During assessments and value stream mapping exercises, we often encounter leadership that lacks visibility into how their teams are performing. There is typically a formal process established to combat this issue such as weekly or biweekly status reports from either scrum masters or individual team members. Teams often see these processes as another burden on their shoulders; they treat them as formalities instead of worthwhile necessities.
Unfortunately, these reports often prove to be brief, highly subjective, and lacking any glimpse into how teams are actually performing. Due to the weeks of time between reports, very long feedback loops are created that increase the chance of failing to delivery high quality software on time. When it’s discovered that there is a formal process in place for communicating updates to leadership, it’s almost always an indication that the organization is very heavily siloed.
It’s not like team leaders are just bad people. Most genuinely care about their project’s success. However, they often are unable to allocate time or money into looking into issues surrounding communication processes, or they might not know an issue exists in the first place. I like to say, “You don’t know what you don’t know.”
Wouldn’t it be great if a team leader could just open up a browser and navigate to a web page that shows a dashboard of real-time metrics that he cares about? At Liatrio, we strongly believe that information should be easily accessible at a click of the button.
Managing Visibility with SonarQube Continuous Inspection
SonarQube, an open-source tool that supports all major languages, is one of our recommended tools for providing project health visibility. SonarQube continuous inspection provides extensive code quality analysis, shows code coverage by unit tests, and displays integration test reports. It can even track and estimate technical debt.
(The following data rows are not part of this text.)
use clap::{Parser, Subcommand};
use crawlmine::MineError;
use crawlmine::config::{DEFAULT_ARCHIVE_BASE_URL, DEFAULT_POPULATE_CONCURRENCY, DEFAULT_QUEUE_NAME, RetryPolicy};
use crawlmine::digester::{DigestMode, PageDigester};
use crawlmine::downloader::HttpDownloader;
use crawlmine::populate::discover_archive_paths;
use crawlmine::postgres_queue::PostgresQueue;
use crawlmine::prefix_tree::PrefixTree;
use crawlmine::queue::WorkQueueClient;
use crawlmine::store::read_stored_pages;
use crawlmine::telemetry::init_tracing;
use crawlmine::term::load_terms;
use dotenv::dotenv;
use std::path::PathBuf;
use std::process::ExitCode;
use std::sync::Arc;
use tracing::{error, info, warn};

#[derive(Parser)]
#[command(name = "mine_admin")]
#[command(about = "Queue population and progress tooling for crawl mining", long_about = None)]
struct Cli {
    /// Queue name (defaults to MINE_QUEUE_NAME, then wet_paths)
    #[arg(long, global = true)]
    queue: Option<String>,
    #[command(subcommand)]
    command: Commands,
}

#[derive(Subcommand)]
enum Commands {
    /// Enqueue every WET archive of a crawl, e.g. CC-MAIN-2024-30
    Populate {
        crawl: String,
        /// Maximum enqueue operations in flight
        #[arg(long, default_value_t = DEFAULT_POPULATE_CONCURRENCY)]
        concurrency: usize,
        /// Only enqueue the first N archives
        #[arg(long)]
        limit: Option<usize>,
    },
    /// Show how many archives are still unacknowledged
    Queue,
    /// Re-check stored pages against the current term set
    Audit {
        /// JSONL file written by the worker
        path: PathBuf,
        /// Terms file (defaults to MINE_TERMS_PATH)
        #[arg(long)]
        terms: Option<PathBuf>,
    },
}

fn main() -> ExitCode {
    dotenv().ok();
    init_tracing("mine-admin");
    let cli = Cli::parse();
    match run(cli) {
        Ok(()) => ExitCode::SUCCESS,
        Err(e) => {
            error!(error = %e, "command failed");
            ExitCode::FAILURE
        }
    }
}

fn queue_name(cli: &Cli) -> String {
    cli.queue
        .clone()
        .or_else(|| std::env::var("MINE_QUEUE_NAME").ok())
        .unwrap_or_else(|| DEFAULT_QUEUE_NAME.to_string())
}

fn connect_queue(cli: &Cli) -> Result<Arc<PostgresQueue>, MineError> {
    let database_url = std::env::var("MINE_DATABASE_URL")
        .map_err(|_| MineError::Config("MINE_DATABASE_URL is not set".to_string()))?;
    Ok(Arc::new(PostgresQueue::connect(&database_url, &queue_name(cli))?))
}

fn run(cli: Cli) -> Result<(), MineError> {
    match &cli.command {
        Commands::Populate { crawl, concurrency, limit } => {
            let base_url = std::env::var("MINE_BASE_URL").unwrap_or_else(|_| DEFAULT_ARCHIVE_BASE_URL.to_string());
            let downloader = HttpDownloader::new()?;
            let mut paths = discover_archive_paths(&downloader, &base_url, crawl, RetryPolicy::download())?;
            if let Some(limit) = limit {
                paths.truncate(*limit);
            }
            let queue = connect_queue(&cli)?;
            let runtime = tokio::runtime::Builder::new_multi_thread().enable_all().build()?;
            let client = WorkQueueClient::new(Arc::clone(&queue));
            let report = runtime.block_on(client.populate(paths, *concurrency));
            drop(runtime);
            println!("enqueued {} archive(s), {} failed", report.created, report.failed);
            Ok(())
        }
        Commands::Queue => {
            let queue = connect_queue(&cli)?;
            let runtime = tokio::runtime::Builder::new_current_thread().enable_all().build()?;
            let client = WorkQueueClient::new(Arc::clone(&queue));
            let pending = runtime.block_on(client.pending_count());
            drop(runtime);
            println!("{}: {} archive(s) pending", queue.queue_name(), pending?);
            Ok(())
        }
        Commands::Audit { path, terms } => {
            let terms_path = terms
                .clone()
                .or_else(|| std::env::var("MINE_TERMS_PATH").ok().map(PathBuf::from))
                .ok_or_else(|| MineError::Config("pass --terms or set MINE_TERMS_PATH".to_string()))?;
            let terms = load_terms(&terms_path)?;
            let digester = PageDigester::new(Arc::new(PrefixTree::from_terms(terms)));
            let stored = read_stored_pages(path)?;
            let inconsistent = audit_pages(&digester, stored);
            println!("audited {} page(s), {} inconsistent", inconsistent.0, inconsistent.1);
            Ok(())
        }
    }
}

/// Inconsistencies are data-quality warnings, never errors.
fn audit_pages(digester: &PageDigester, stored: Vec<crawlmine::store::StoredPage>) -> (usize, usize) {
    let total = stored.len();
    let mut inconsistent = 0;
    for entry in stored {
        let mut page = entry.page.clone();
        digester.digest(&mut page, DigestMode::Overwrite);
        let missing: Vec<&str> = entry
            .page
            .occurrences
            .iter()
            .filter(|o| !page.occurrences.iter().any(|fresh| fresh.term == o.term))
            .map(|o| o.term.value.as_str())
            .collect();
        if !missing.is_empty() {
            inconsistent += 1;
            warn!(
                key = %entry.key,
                uri = entry.page.target_uri().unwrap_or("-"),
                missing = ?missing,
                "stored page no longer contains its recorded terms"
            );
        }
    }
    info!(total, inconsistent, "audit finished");
    (total, inconsistent)
}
One of my favorite features is the ability to track various aspects of a project’s quality as they evolve over time. This provides insight into determining if any new bugs were introduced in the latest build, if code unit test coverage dropped, or if complexity increased. These insights are delivered in a very descriptive yet straightforward way.
Quality Profiles are used to define requirements and specify sets of rules. These can be created for each language, as well.
Below are some examples of rules that one might turn on for any given Quality Profile.
While performing code quality analysis, SonarQube continuous inspection has three types of problems it can identify: Issues, Code Smells and Vulnerabilities. Issues are broken down by Severity.
Another key SonarQube continuous inspection feature is Quality Gates. These are the thresholds of quality set to clearly indicate whether software quality is “good to go” or not acceptable yet.
SonarQube continuous inspection code analysis makes a great addition to any software delivery pipeline. Furthermore, the it can be even more worthwhile when integrated with other tools. You or a DevOps Engineer on your team could set up SonarQube in a way that a Jenkins job would be marked as failed if the latest build does not pass Quality Gates. The Build Breaker Plugin is great for accomplishing this.
DIY Dashboards
Custom dashboards are a necessity for fully utilizing the benefits of SonarQube continuous inspection. In essence, SonarQube accomplishes code analysis and compiles metrics. As a user, you can customize dashboards using widgets for all of those metrics.
It’s up to you to create the perfect dashboard that makes the most sense for your team’s project. Whatever combination of widgets you choose, the functionality is available.
Go the Extra Mile with SonarQube Continuous Inspection
With SonarQube continuous inspection, you can eliminate extra steps and needless processes, and get down to real-time data that conveys how teams are really doing. Limit manual work, and take advantage of the automation.